[Solved]-Django – links generated with {% url %} – how to make them secure?

19👍

The {% url %} tag only generates the path portion of the URL, not the host portion. It only generates something like “/path/to/here” (all you need to do is “view source” and you’ll see that’s the entire contents of the href). It’s your browser that assumes if you’re currently on http://example.com the link should also be within http://example.com. So all you need to do to generate a secure link in your template is:

<a href="https://example.com{% url blah %}">

If you don’t want to hardcode the domain name (and I wouldn’t), you can use the Site object and have it look something like:

<a href="https://{{ site.domain }}{% url blah %}">

Or if you don’t want to use the sites framework, you can use request.get_host:

<a href="https://{{ request.get_host }}{% url blah %}">

6👍

I’ve not worked much with secure urls, but I have worked a bit with satchmo, which has a middleware and some utils for it. The middleware just checks for the key SSL = True in the view parameters, and makes the request secure that way. You probably don’t need to make it that complex, but you can take a look at how it’s implemented.

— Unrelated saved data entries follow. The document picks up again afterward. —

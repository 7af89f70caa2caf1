//! Startup configuration for both binaries. Each setting resolves as
//! CLI flag, then environment variable, then built-in default. Empty
//! environment values count as unset.

use std::path::PathBuf;
use std::time::Duration;

use anyhow::{anyhow, bail, Result};

use crate::identity::DEFAULT_TOKEN_TTL;

pub const DEFAULT_AUTH_PORT: u16 = 5000;
pub const DEFAULT_CATALOG_PORT: u16 = 3000;
pub const DEFAULT_AUTH_URL: &str = "http://localhost:5000";

pub const AUTH_USAGE: &str = "shardcat auth server\n\nUSAGE:\n  shardcat-auth [--port N] [--secret KEY] [--users-file PATH] [--token-ttl SECS]\n\nOPTIONS:\n  --port N            HTTP port (env: PORT, default 5000)\n  --secret KEY        Token signing secret (env: SECRET_KEY, required)\n  --users-file PATH   JSON user store (env: DB3_URL, default in-memory)\n  --token-ttl SECS    Token lifetime (env: TOKEN_TTL_SECS, default 3600)\n";

pub const CATALOG_USAGE: &str = "shardcat catalog server\n\nUSAGE:\n  shardcat-catalog [--port N] [--auth-url URL] [--shard1-file PATH] [--shard2-file PATH] --users-file PATH\n\nOPTIONS:\n  --port N             HTTP port (env: PORT, default 3000)\n  --auth-url URL       Auth service base URL (env: AUTH_SERVER_URL, default http://localhost:5000)\n  --shard1-file PATH   JSON store for names A-M and defaults (env: DB1_URL, default in-memory)\n  --shard2-file PATH   JSON store for names N-Z (env: DB2_URL, default in-memory)\n  --users-file PATH    JSON user store shared with the auth server (env: DB3_URL, required)\n";

pub fn has_flag(args: &[String], flag: &str) -> bool {
    args.iter().any(|a| a == flag)
}

fn flag_value(args: &[String], flag: &str) -> Result<Option<String>> {
    let mut i = 0;
    while i < args.len() {
        if args[i] == flag {
            return match args.get(i + 1) {
                Some(v) if !v.starts_with("--") => Ok(Some(v.clone())),
                _ => Err(anyhow!("{} expects a value", flag)),
            };
        }
        i += 1;
    }
    Ok(None)
}

/// Flag first, then env, skipping empty env values.
fn setting(args: &[String], flag: &str, env: &dyn Fn(&str) -> Option<String>, var: &str) -> Result<Option<String>> {
    if let Some(v) = flag_value(args, flag)? { return Ok(Some(v)); }
    Ok(env(var).filter(|v| !v.trim().is_empty()))
}

fn parse_port(raw: Option<String>, default: u16, what: &str) -> Result<u16> {
    match raw {
        None => Ok(default),
        Some(s) => s.trim().parse::<u16>().map_err(|_| anyhow!("invalid {}: '{}'", what, s)),
    }
}

pub fn process_env(var: &str) -> Option<String> {
    std::env::var(var).ok()
}

#[derive(Debug, Clone, PartialEq)]
pub struct AuthServerConfig {
    pub port: u16,
    pub secret: String,
    pub users_file: Option<PathBuf>,
    pub token_ttl: Duration,
}

impl AuthServerConfig {
    pub fn from_args(args: &[String]) -> Result<Self> {
        Self::resolve(args, &process_env)
    }

    pub fn resolve(args: &[String], env: &dyn Fn(&str) -> Option<String>) -> Result<Self> {
        let port = parse_port(setting(args, "--port", env, "PORT")?, DEFAULT_AUTH_PORT, "port")?;
        let Some(secret) = setting(args, "--secret", env, "SECRET_KEY")? else {
            bail!("a token signing secret is required (--secret or SECRET_KEY)");
        };
        let users_file = setting(args, "--users-file", env, "DB3_URL")?.map(PathBuf::from);
        let token_ttl = match setting(args, "--token-ttl", env, "TOKEN_TTL_SECS")? {
            None => DEFAULT_TOKEN_TTL,
            Some(s) => match s.trim().parse::<u64>() {
                Ok(secs) if secs > 0 => Duration::from_secs(secs),
                _ => bail!("invalid token ttl: '{}'", s),
            },
        };
        Ok(Self { port, secret, users_file, token_ttl })
    }
}

#[derive(Debug, Clone, PartialEq)]
pub struct CatalogServerConfig {
    pub port: u16,
    pub auth_url: String,
    pub shard1_file: Option<PathBuf>,
    pub shard2_file: Option<PathBuf>,
    /// The auth server's user document; the catalog lists and deletes users in it.
    pub users_file: PathBuf,
}

impl CatalogServerConfig {
    pub fn from_args(args: &[String]) -> Result<Self> {
        Self::resolve(args, &process_env)
    }

    pub fn resolve(args: &[String], env: &dyn Fn(&str) -> Option<String>) -> Result<Self> {
        let port = parse_port(setting(args, "--port", env, "PORT")?, DEFAULT_CATALOG_PORT, "port")?;
        let auth_url = setting(args, "--auth-url", env, "AUTH_SERVER_URL")?.unwrap_or_else(|| DEFAULT_AUTH_URL.to_string());
        if !(auth_url.starts_with("http://") || auth_url.starts_with("https://")) {
            bail!("auth url must be http(s): '{}'", auth_url);
        }
        let Some(users_file) = setting(args, "--users-file", env, "DB3_URL")? else {
            bail!("the shared user store is required (--users-file or DB3_URL)");
        };
        Ok(Self {
            port,
            auth_url,
            shard1_file: setting(args, "--shard1-file", env, "DB1_URL")?.map(PathBuf::from),
            shard2_file: setting(args, "--shard2-file", env, "DB2_URL")?.map(PathBuf::from),
            users_file: PathBuf::from(users_file),
        })
    }
}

Satchmo is on bitbucked here

I was also able to find a snippets for middlewares which also should be able to help you get a secure login url:

The first is the original, while the 2nd should be ab improved version, at some point, but might not be the case anymore. You can take a look into them.

Using either satchmo or one of the middleware snippets you should be able to do something like

{% url login_page %}
{% url login_page SSL=1 %}

0👍

Perhaps you could write a tag url_https that does the same thing as url but points to the HTTPS version of the url.